### WORK TO BE COMPLETED
In the entries below, find each line bearing the string "serde" and copy it.

### PROVIDED RECORDS
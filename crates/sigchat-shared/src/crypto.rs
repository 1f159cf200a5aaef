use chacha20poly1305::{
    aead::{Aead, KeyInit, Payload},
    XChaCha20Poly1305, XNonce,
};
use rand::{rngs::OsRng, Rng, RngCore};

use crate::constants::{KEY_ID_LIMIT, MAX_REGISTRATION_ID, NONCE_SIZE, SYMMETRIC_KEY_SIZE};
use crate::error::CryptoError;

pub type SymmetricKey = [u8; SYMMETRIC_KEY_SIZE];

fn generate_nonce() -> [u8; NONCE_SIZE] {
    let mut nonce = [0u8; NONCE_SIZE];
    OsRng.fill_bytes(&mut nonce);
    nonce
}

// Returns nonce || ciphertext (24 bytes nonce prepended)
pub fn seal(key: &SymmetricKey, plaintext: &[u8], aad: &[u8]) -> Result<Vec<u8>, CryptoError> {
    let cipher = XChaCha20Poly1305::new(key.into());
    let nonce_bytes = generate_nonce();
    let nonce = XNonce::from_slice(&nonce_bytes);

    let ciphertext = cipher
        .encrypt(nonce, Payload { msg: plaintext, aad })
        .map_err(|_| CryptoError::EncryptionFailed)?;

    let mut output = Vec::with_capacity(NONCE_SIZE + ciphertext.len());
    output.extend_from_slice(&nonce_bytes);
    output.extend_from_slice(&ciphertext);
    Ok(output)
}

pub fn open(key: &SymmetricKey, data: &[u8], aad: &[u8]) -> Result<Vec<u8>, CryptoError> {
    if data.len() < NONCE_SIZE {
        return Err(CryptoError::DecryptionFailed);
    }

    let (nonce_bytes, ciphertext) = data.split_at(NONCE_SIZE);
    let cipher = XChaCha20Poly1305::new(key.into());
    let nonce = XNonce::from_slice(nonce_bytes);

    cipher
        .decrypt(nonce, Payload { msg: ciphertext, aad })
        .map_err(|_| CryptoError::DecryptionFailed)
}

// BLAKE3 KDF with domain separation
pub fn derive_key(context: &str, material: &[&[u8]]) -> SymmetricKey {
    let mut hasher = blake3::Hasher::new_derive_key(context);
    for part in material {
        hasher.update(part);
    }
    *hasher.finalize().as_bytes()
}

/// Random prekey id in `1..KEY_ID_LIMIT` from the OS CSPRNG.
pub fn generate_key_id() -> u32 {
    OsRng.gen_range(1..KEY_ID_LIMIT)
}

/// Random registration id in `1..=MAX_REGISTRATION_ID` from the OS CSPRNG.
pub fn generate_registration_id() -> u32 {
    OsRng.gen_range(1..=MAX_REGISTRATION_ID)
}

==

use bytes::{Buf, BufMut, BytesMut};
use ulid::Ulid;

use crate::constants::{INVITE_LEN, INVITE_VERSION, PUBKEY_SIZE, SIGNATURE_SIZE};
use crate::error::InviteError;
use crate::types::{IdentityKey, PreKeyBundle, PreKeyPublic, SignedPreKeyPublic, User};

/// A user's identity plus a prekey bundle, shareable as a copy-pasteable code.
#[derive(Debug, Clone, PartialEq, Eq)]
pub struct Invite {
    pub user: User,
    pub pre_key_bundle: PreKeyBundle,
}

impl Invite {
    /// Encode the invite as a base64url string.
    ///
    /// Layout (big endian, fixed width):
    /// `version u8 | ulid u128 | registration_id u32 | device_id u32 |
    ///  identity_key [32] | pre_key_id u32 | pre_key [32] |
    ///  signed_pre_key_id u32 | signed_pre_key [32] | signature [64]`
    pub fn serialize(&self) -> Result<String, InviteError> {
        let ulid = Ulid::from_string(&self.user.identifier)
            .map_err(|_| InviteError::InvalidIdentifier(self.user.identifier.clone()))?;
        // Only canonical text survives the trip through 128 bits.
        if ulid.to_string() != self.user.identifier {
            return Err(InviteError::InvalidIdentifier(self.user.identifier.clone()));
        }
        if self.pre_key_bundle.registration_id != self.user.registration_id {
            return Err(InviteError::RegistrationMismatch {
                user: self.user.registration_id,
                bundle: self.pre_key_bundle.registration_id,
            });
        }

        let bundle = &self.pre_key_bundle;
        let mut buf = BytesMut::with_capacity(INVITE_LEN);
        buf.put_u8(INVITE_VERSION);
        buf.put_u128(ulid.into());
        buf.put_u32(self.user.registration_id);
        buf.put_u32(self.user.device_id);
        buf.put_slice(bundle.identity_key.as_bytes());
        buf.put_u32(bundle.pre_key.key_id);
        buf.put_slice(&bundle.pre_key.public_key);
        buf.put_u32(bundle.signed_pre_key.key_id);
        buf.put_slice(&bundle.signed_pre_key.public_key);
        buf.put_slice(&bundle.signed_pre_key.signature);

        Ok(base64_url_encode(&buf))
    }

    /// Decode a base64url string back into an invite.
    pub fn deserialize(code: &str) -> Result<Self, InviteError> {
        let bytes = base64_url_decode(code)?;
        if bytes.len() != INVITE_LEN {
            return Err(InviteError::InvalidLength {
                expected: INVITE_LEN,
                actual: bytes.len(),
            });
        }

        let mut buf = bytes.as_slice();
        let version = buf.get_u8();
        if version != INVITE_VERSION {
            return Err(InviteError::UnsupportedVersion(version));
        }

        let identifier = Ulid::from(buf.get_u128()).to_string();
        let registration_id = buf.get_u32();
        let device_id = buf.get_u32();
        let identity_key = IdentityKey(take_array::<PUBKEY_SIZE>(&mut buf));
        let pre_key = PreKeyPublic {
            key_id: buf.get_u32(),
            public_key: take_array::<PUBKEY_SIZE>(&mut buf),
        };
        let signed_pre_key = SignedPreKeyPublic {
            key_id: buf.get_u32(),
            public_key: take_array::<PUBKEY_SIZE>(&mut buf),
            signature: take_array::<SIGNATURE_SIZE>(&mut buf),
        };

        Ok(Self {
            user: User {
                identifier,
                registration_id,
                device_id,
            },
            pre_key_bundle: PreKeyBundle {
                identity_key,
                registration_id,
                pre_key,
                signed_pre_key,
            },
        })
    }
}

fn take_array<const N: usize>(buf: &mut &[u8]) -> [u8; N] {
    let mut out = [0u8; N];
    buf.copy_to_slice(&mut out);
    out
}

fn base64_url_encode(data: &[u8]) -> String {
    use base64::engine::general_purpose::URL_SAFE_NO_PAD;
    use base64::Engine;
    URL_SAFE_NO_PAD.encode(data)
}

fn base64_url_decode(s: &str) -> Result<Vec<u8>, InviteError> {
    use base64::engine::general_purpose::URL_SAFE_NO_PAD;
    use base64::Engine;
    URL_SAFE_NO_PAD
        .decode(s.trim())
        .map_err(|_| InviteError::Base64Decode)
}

--

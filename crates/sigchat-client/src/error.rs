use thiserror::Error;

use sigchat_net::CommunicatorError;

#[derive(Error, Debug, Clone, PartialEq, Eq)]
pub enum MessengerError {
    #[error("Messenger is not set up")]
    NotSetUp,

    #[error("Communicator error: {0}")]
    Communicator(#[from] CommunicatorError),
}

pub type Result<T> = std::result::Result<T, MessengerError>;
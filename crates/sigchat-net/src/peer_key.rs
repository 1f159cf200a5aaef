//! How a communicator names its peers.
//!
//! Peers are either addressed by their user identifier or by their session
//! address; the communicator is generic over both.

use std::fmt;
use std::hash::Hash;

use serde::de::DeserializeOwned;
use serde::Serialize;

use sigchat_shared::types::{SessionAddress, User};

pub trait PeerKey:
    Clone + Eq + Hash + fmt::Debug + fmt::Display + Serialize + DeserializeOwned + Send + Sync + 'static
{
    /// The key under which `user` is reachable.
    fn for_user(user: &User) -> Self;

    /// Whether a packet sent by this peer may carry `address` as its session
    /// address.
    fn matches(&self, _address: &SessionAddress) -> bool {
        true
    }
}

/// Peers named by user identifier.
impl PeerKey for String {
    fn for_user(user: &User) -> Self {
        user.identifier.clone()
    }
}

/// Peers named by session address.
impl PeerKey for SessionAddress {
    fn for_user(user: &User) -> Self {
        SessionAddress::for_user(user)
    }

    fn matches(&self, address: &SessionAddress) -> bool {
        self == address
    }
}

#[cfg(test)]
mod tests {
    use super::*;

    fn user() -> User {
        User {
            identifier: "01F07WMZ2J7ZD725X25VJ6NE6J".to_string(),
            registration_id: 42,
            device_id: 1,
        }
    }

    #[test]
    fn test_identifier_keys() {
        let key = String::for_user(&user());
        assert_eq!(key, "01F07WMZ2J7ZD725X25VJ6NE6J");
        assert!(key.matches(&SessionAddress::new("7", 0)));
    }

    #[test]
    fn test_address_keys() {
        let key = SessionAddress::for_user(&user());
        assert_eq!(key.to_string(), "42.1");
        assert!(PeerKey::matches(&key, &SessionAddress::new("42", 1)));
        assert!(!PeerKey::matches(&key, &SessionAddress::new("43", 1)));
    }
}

### EXERCISE ANSWER
use serde::de::DeserializeOwned;
use serde::Serialize;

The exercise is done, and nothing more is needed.